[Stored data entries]
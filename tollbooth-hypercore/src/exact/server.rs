//! Server-side price parsing and requirement enhancement for Hypercore.

use serde_json::Value;
use tollbooth::amount::parse_price_value;
use tollbooth::proto::{PaymentRequirements, SupportedKind};
use tollbooth::scheme::{AssetAmount, SchemeError, SchemeServer};

use super::SCHEME_EXACT;
use crate::action::SIGNATURE_CHAIN_ID;
use crate::networks::{USDH, is_mainnet};

/// Server implementation of the `exact` scheme for Hypercore.
///
/// Prices resolve against USDH (8 wei-decimals); enhancement flags the
/// signature chain and whether the target is mainnet.
#[derive(Debug, Clone, Copy, Default)]
pub struct ExactHypercoreServer;

impl ExactHypercoreServer {
    /// Creates the server scheme.
    #[must_use]
    pub const fn new() -> Self {
        Self
    }
}

impl SchemeServer for ExactHypercoreServer {
    fn scheme(&self) -> &str {
        SCHEME_EXACT
    }

    fn parse_price(&self, price: &Value, network: &str) -> Result<AssetAmount, SchemeError> {
        if is_mainnet(network).is_none() {
            return Err(format!("unknown network: {network}").into());
        }
        let parsed = parse_price_value(price, USDH.token, USDH.decimals)
            .map_err(|e| -> SchemeError { format!("Invalid money format: {e}").into() })?;
        Ok(parsed)
    }

    fn enhance_payment_requirements(
        &self,
        mut requirements: PaymentRequirements,
        _supported_kind: &SupportedKind,
        _extensions: &[String],
    ) -> PaymentRequirements {
        let Some(mainnet) = is_mainnet(&requirements.network) else {
            return requirements;
        };
        let extra = requirements
            .extra
            .get_or_insert_with(|| Value::Object(serde_json::Map::new()));
        if let Some(extra) = extra.as_object_mut() {
            extra.insert("signatureChainId".into(), SIGNATURE_CHAIN_ID.into());
            extra.insert("isMainnet".into(), mainnet.into());
        }
        requirements
    }
}

#[cfg(test)]
mod tests {
    use super::*;
    use crate::networks::{NETWORK_MAINNET, NETWORK_TESTNET};
    use serde_json::json;

    fn requirements(network: &str) -> PaymentRequirements {
        PaymentRequirements {
            scheme: "exact".into(),
            network: network.into(),
            amount: "100000".into(),
            pay_to: "0x0987654321098765432109876543210987654321".into(),
            max_timeout_seconds: 3600,
            asset: USDH.token.into(),
            extra: None,
        }
    }

    fn kind(network: &str) -> SupportedKind {
        SupportedKind {
            x402_version: 2,
            scheme: "exact".into(),
            network: network.into(),
            extra: None,
        }
    }

    #[test]
    fn parses_dollar_string() {
        let server = ExactHypercoreServer::new();
        let result = server.parse_price(&json!("$0.01"), NETWORK_MAINNET).unwrap();
        assert_eq!(result.amount, "1000000");
        assert_eq!(result.asset, USDH.token);
    }

    #[test]
    fn parses_numeric_inputs() {
        let server = ExactHypercoreServer::new();
        assert_eq!(
            server.parse_price(&json!("0.05"), NETWORK_MAINNET).unwrap().amount,
            "5000000"
        );
        assert_eq!(
            server.parse_price(&json!(0.1), NETWORK_MAINNET).unwrap().amount,
            "10000000"
        );
    }

    #[test]
    fn structured_amount_passes_through() {
        let server = ExactHypercoreServer::new();
        let price = json!({"amount": "123456", "asset": USDH.token});
        let result = server.parse_price(&price, NETWORK_MAINNET).unwrap();
        assert_eq!(result.amount, "123456");
        assert_eq!(result.asset, USDH.token);
    }

    #[test]
    fn rejects_invalid_format() {
        let server = ExactHypercoreServer::new();
        let err = server.parse_price(&json!("invalid"), NETWORK_MAINNET).unwrap_err();
        assert!(err.to_string().contains("Invalid money format"));
    }

    #[test]
    fn enhancement_flags_mainnet() {
        let server = ExactHypercoreServer::new();
        let enhanced = server.enhance_payment_requirements(
            requirements(NETWORK_MAINNET),
            &kind(NETWORK_MAINNET),
            &[],
        );
        let extra = enhanced.extra.unwrap();
        assert_eq!(extra["signatureChainId"], 999);
        assert_eq!(extra["isMainnet"], true);
    }

    #[test]
    fn enhancement_detects_testnet() {
        let server = ExactHypercoreServer::new();
        let enhanced = server.enhance_payment_requirements(
            requirements(NETWORK_TESTNET),
            &kind(NETWORK_TESTNET),
            &[],
        );
        let extra = enhanced.extra.unwrap();
        assert_eq!(extra["signatureChainId"], 999);
        assert_eq!(extra["isMainnet"], false);
    }

    #[test]
    fn enhancement_preserves_existing_extra() {
        let server = ExactHypercoreServer::new();
        let mut req = requirements(NETWORK_MAINNET);
        req.extra = Some(json!({"customField": "customValue"}));
        let enhanced =
            server.enhance_payment_requirements(req, &kind(NETWORK_MAINNET), &[]);
        let extra = enhanced.extra.unwrap();
        assert_eq!(extra["customField"], "customValue");
        assert_eq!(extra["signatureChainId"], 999);
        assert_eq!(extra["isMainnet"], true);
    }
}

◆ EXERCISE DIRECTIONS
Reproduce the entries above in full and exactly.

◆ TASK SOLUTION
filename tollbooth-hypercore/src/exact/server.rs
//! Server-side price parsing and requirement enhancement for Hypercore.

use serde_json::Value;
use tollbooth::amount::parse_price_value;
use tollbooth::proto::{PaymentRequirements, SupportedKind};
use tollbooth::scheme::{AssetAmount, SchemeError, SchemeServer};

use super::SCHEME_EXACT;
use crate::action::SIGNATURE_CHAIN_ID;
use crate::networks::{USDH, is_mainnet};

/// Server implementation of the `exact` scheme for Hypercore.
///
/// Prices resolve against USDH (8 wei-decimals); enhancement flags the
/// signature chain and whether the target is mainnet.
#[derive(Debug, Clone, Copy, Default)]
pub struct ExactHypercoreServer;

impl ExactHypercoreServer {
    /// Creates the server scheme.
    #[must_use]
    pub const fn new() -> Self {
        Self
    }
}

impl SchemeServer for ExactHypercoreServer {
    fn scheme(&self) -> &str {
        SCHEME_EXACT
    }

    fn parse_price(&self, price: &Value, network: &str) -> Result<AssetAmount, SchemeError> {
        if is_mainnet(network).is_none() {
            return Err(format!("unknown network: {network}").into());
        }
        let parsed = parse_price_value(price, USDH.token, USDH.decimals)
            .map_err(|e| -> SchemeError { format!("Invalid money format: {e}").into() })?;
        Ok(parsed)
    }

    fn enhance_payment_requirements(
        &self,
        mut requirements: PaymentRequirements,
        _supported_kind: &SupportedKind,
        _extensions: &[String],
    ) -> PaymentRequirements {
        let Some(mainnet) = is_mainnet(&requirements.network) else {
            return requirements;
        };
        let extra = requirements
            .extra
            .get_or_insert_with(|| Value::Object(serde_json::Map::new()));
        if let Some(extra) = extra.as_object_mut() {
            extra.insert("signatureChainId".into(), SIGNATURE_CHAIN_ID.into());
            extra.insert("isMainnet".into(), mainnet.into());
        }
        requirements
    }
}

#[cfg(test)]
mod tests {
    use super::*;
    use crate::networks::{NETWORK_MAINNET, NETWORK_TESTNET};
    use serde_json::json;

    fn requirements(network: &str) -> PaymentRequirements {
        PaymentRequirements {
            scheme: "exact".into(),
            network: network.into(),
            amount: "100000".into(),
            pay_to: "0x0987654321098765432109876543210987654321".into(),
            max_timeout_seconds: 3600,
            asset: USDH.token.into(),
            extra: None,
        }
    }

    fn kind(network: &str) -> SupportedKind {
        SupportedKind {
            x402_version: 2,
            scheme: "exact".into(),
            network: network.into(),
            extra: None,
        }
    }

    #[test]
    fn parses_dollar_string() {
        let server = ExactHypercoreServer::new();
        let result = server.parse_price(&json!("$0.01"), NETWORK_MAINNET).unwrap();
        assert_eq!(result.amount, "1000000");
        assert_eq!(result.asset, USDH.token);
    }

    #[test]
    fn parses_numeric_inputs() {
        let server = ExactHypercoreServer::new();
        assert_eq!(
            server.parse_price(&json!("0.05"), NETWORK_MAINNET).unwrap().amount,
            "5000000"
        );
        assert_eq!(
            server.parse_price(&json!(0.1), NETWORK_MAINNET).unwrap().amount,
            "10000000"
        );
    }

    #[test]
    fn structured_amount_passes_through() {
        let server = ExactHypercoreServer::new();
        let price = json!({"amount": "123456", "asset": USDH.token});
        let result = server.parse_price(&price, NETWORK_MAINNET).unwrap();
        assert_eq!(result.amount, "123456");
        assert_eq!(result.asset, USDH.token);
    }

    #[test]
    fn rejects_invalid_format() {
        let server = ExactHypercoreServer::new();
        let err = server.parse_price(&json!("invalid"), NETWORK_MAINNET).unwrap_err();
        assert!(err.to_string().contains("Invalid money format"));
    }

    #[test]
    fn enhancement_flags_mainnet() {
        let server = ExactHypercoreServer::new();
        let enhanced = server.enhance_payment_requirements(
            requirements(NETWORK_MAINNET),
            &kind(NETWORK_MAINNET),
            &[],
        );
        let extra = enhanced.extra.unwrap();
        assert_eq!(extra["signatureChainId"], 999);
        assert_eq!(extra["isMainnet"], true);
    }

    #[test]
    fn enhancement_detects_testnet() {
        let server = ExactHypercoreServer::new();
        let enhanced = server.enhance_payment_requirements(
            requirements(NETWORK_TESTNET),
            &kind(NETWORK_TESTNET),
            &[],
        );
        let extra = enhanced.extra.unwrap();
        assert_eq!(extra["signatureChainId"], 999);
        assert_eq!(extra["isMainnet"], false);
    }

    #[test]
    fn enhancement_preserves_existing_extra() {
        let server = ExactHypercoreServer::new();
        let mut req = requirements(NETWORK_MAINNET);
        req.extra = Some(json!({"customField": "customValue"}));
        let enhanced =
            server.enhance_payment_requirements(req, &kind(NETWORK_MAINNET), &[]);
        let extra = enhanced.extra.unwrap();
        assert_eq!(extra["customField"], "customValue");
        assert_eq!(extra["signatureChainId"], 999);
        assert_eq!(extra["isMainnet"], true);
    }
}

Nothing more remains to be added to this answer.